Dataset records:
use crate::segy::{SegyFile, TraceStore};
use crate::ScaleError;
use serde::Serialize;
use std::path::{Path, PathBuf};
use tracing::debug;

/// A trace counts toward the maximum, and gets scaled, only if it holds at
/// least one finite sample. Empty, all-NaN and all-Inf traces are invalid.
pub fn is_valid_trace(samples: &[f32]) -> bool {
    samples.iter().any(|s| s.is_finite())
}

/// Largest finite absolute sample in a trace, `None` for invalid traces.
pub fn trace_max(samples: &[f32]) -> Option<f64> {
    samples
        .iter()
        .filter(|s| s.is_finite())
        .map(|s| s.abs() as f64)
        .reduce(f64::max)
}

/// Maximum over every valid trace in a store, `0.0` when none are valid.
pub fn store_max<S: TraceStore>(store: &mut S) -> Result<f64, ScaleError> {
    let mut max = 0.0f64;
    for index in 0..store.trace_count() {
        let samples = store.read_trace(index)?;
        if let Some(m) = trace_max(&samples) {
            max = max.max(m);
        }
    }
    Ok(max)
}

/// Pass-1 result for one file.
#[derive(Debug, Clone, PartialEq, Serialize)]
pub struct FileMax {
    #[serde(serialize_with = "crate::report::lossy_path")]
    pub path: PathBuf,
    pub value: f64,
    pub error: Option<String>,
}

impl FileMax {
    pub fn ok(path: PathBuf, value: f64) -> Self {
        FileMax { path, value, error: None }
    }

    pub fn failed(path: PathBuf, detail: String) -> Self {
        FileMax { path, value: 0.0, error: Some(detail) }
    }

    pub fn is_failed(&self) -> bool {
        self.error.is_some()
    }
}

/// Open `path` read-only and fold its maximum. Decode errors are captured
/// in the result rather than returned.
pub fn file_max(path: &Path) -> FileMax {
    let result = SegyFile::open_read(path).and_then(|mut file| store_max(&mut file));
    match result {
        Ok(value) => {
            debug!(path = %path.display(), value, "file maximum");
            FileMax::ok(path.to_path_buf(), value)
        }
        Err(e) => FileMax::failed(path.to_path_buf(), e.to_string()),
    }
}

/// The corpus-wide scale. Always finite and strictly positive.
#[derive(Debug, Clone, Copy, PartialEq, PartialOrd, Serialize)]
#[serde(transparent)]
pub struct GlobalMax(f64);

impl GlobalMax {
    pub fn new(value: f64) -> Option<Self> {
        (value.is_finite() && value > 0.0).then_some(GlobalMax(value))
    }

    pub fn value(self) -> f64 {
        self.0
    }
}

/// Fold per-file maxima into the global maximum. Failed entries and
/// non-finite or non-positive values are ignored; if nothing remains
/// there is nothing to scale by.
pub fn global_max<'a, I>(maxima: I) -> Result<GlobalMax, ScaleError>
where
    I: IntoIterator<Item = &'a FileMax>,
{
    maxima
        .into_iter()
        .filter(|m| !m.is_failed())
        .filter_map(|m| GlobalMax::new(m.value))
        .map(GlobalMax::value)
        .reduce(f64::max)
        .and_then(GlobalMax::new)
        .ok_or(ScaleError::NoValidData)
}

GOAL OF THE EXERCISE:
Go through the entries and copy each line holding the string "struct".

RESULT FOR THIS EXERCISE:
pub struct FileMax {
pub struct GlobalMax(f64);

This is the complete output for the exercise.